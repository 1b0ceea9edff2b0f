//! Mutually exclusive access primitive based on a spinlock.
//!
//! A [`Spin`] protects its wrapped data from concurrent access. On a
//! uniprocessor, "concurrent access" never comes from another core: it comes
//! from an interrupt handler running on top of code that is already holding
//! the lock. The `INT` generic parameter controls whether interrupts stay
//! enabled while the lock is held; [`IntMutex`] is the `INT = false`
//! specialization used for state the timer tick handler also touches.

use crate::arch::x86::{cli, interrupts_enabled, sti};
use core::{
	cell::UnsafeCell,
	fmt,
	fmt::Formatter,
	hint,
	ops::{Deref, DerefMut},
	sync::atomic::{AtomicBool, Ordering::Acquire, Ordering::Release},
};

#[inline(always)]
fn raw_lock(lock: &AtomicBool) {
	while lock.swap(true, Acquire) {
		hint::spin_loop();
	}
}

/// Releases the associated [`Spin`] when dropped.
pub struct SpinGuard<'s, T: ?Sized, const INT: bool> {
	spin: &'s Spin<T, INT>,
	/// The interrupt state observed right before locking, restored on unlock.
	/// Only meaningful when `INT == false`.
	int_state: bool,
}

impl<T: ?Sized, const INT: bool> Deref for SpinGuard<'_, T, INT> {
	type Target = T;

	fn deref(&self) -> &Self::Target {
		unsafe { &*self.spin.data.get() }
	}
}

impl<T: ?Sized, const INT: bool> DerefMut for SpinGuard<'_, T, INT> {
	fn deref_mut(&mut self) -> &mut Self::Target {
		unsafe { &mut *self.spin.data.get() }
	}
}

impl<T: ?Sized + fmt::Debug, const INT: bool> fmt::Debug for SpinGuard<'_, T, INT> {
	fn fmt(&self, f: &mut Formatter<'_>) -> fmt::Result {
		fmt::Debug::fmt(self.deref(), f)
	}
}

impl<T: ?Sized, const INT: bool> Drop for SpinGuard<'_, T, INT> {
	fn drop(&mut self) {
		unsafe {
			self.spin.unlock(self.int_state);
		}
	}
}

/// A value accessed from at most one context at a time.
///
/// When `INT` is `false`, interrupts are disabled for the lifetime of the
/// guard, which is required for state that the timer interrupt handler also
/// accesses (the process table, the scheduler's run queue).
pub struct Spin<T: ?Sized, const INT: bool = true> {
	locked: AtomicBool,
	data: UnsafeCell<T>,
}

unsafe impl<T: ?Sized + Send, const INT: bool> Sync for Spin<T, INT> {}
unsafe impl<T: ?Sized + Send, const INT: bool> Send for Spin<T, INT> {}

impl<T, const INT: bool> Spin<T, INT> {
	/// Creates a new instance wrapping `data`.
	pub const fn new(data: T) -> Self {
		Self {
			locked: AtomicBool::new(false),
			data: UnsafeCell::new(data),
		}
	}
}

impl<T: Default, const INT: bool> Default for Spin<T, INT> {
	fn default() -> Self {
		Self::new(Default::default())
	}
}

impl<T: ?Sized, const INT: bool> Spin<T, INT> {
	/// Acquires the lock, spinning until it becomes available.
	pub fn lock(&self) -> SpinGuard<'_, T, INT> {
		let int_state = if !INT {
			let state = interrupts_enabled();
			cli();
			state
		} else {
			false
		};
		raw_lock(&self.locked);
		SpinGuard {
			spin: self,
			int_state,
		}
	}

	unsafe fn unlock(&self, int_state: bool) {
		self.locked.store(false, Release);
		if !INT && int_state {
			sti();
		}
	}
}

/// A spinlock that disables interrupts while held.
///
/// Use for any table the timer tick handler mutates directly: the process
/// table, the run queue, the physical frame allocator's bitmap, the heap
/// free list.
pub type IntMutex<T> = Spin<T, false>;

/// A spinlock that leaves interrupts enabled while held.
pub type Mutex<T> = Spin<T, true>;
—————
▸ **Task to carry out**
Quote every line of the data, word for word.

▸ **Result of the exercise**
repository 1b0ceea9edff2b0f
//! Mutually exclusive access primitive based on a spinlock.
//!
//! A [`Spin`] protects its wrapped data from concurrent access. On a
//! uniprocessor, "concurrent access" never comes from another core: it comes
//! from an interrupt handler running on top of code that is already holding
//! the lock. The `INT` generic parameter controls whether interrupts stay
//! enabled while the lock is held; [`IntMutex`] is the `INT = false`
//! specialization used for state the timer tick handler also touches.

use crate::arch::x86::{cli, interrupts_enabled, sti};
use core::{
	cell::UnsafeCell,
	fmt,
	fmt::Formatter,
	hint,
	ops::{Deref, DerefMut},
	sync::atomic::{AtomicBool, Ordering::Acquire, Ordering::Release},
};

#[inline(always)]
fn raw_lock(lock: &AtomicBool) {
	while lock.swap(true, Acquire) {
		hint::spin_loop();
	}
}

/// Releases the associated [`Spin`] when dropped.
pub struct SpinGuard<'s, T: ?Sized, const INT: bool> {
	spin: &'s Spin<T, INT>,
	/// The interrupt state observed right before locking, restored on unlock.
	/// Only meaningful when `INT == false`.
	int_state: bool,
}

impl<T: ?Sized, const INT: bool> Deref for SpinGuard<'_, T, INT> {
	type Target = T;

	fn deref(&self) -> &Self::Target {
		unsafe { &*self.spin.data.get() }
	}
}

impl<T: ?Sized, const INT: bool> DerefMut for SpinGuard<'_, T, INT> {
	fn deref_mut(&mut self) -> &mut Self::Target {
		unsafe { &mut *self.spin.data.get() }
	}
}

impl<T: ?Sized + fmt::Debug, const INT: bool> fmt::Debug for SpinGuard<'_, T, INT> {
	fn fmt(&self, f: &mut Formatter<'_>) -> fmt::Result {
		fmt::Debug::fmt(self.deref(), f)
	}
}

impl<T: ?Sized, const INT: bool> Drop for SpinGuard<'_, T, INT> {
	fn drop(&mut self) {
		unsafe {
			self.spin.unlock(self.int_state);
		}
	}
}

/// A value accessed from at most one context at a time.
///
/// When `INT` is `false`, interrupts are disabled for the lifetime of the
/// guard, which is required for state that the timer interrupt handler also
/// accesses (the process table, the scheduler's run queue).
pub struct Spin<T: ?Sized, const INT: bool = true> {
	locked: AtomicBool,
	data: UnsafeCell<T>,
}

unsafe impl<T: ?Sized + Send, const INT: bool> Sync for Spin<T, INT> {}
unsafe impl<T: ?Sized + Send, const INT: bool> Send for Spin<T, INT> {}

impl<T, const INT: bool> Spin<T, INT> {
	/// Creates a new instance wrapping `data`.
	pub const fn new(data: T) -> Self {
		Self {
			locked: AtomicBool::new(false),
			data: UnsafeCell::new(data),
		}
	}
}

impl<T: Default, const INT: bool> Default for Spin<T, INT> {
	fn default() -> Self {
		Self::new(Default::default())
	}
}

impl<T: ?Sized, const INT: bool> Spin<T, INT> {
	/// Acquires the lock, spinning until it becomes available.
	pub fn lock(&self) -> SpinGuard<'_, T, INT> {
		let int_state = if !INT {
			let state = interrupts_enabled();
			cli();
			state
		} else {
			false
		};
		raw_lock(&self.locked);
		SpinGuard {
			spin: self,
			int_state,
		}
	}

	unsafe fn unlock(&self, int_state: bool) {
		self.locked.store(false, Release);
		if !INT && int_state {
			sti();
		}
	}
}

/// A spinlock that disables interrupts while held.
///
/// Use for any table the timer tick handler mutates directly: the process
/// table, the run queue, the physical frame allocator's bitmap, the heap
/// free list.
pub type IntMutex<T> = Spin<T, false>;

/// A spinlock that leaves interrupts enabled while held.
pub type Mutex<T> = Spin<T, true>;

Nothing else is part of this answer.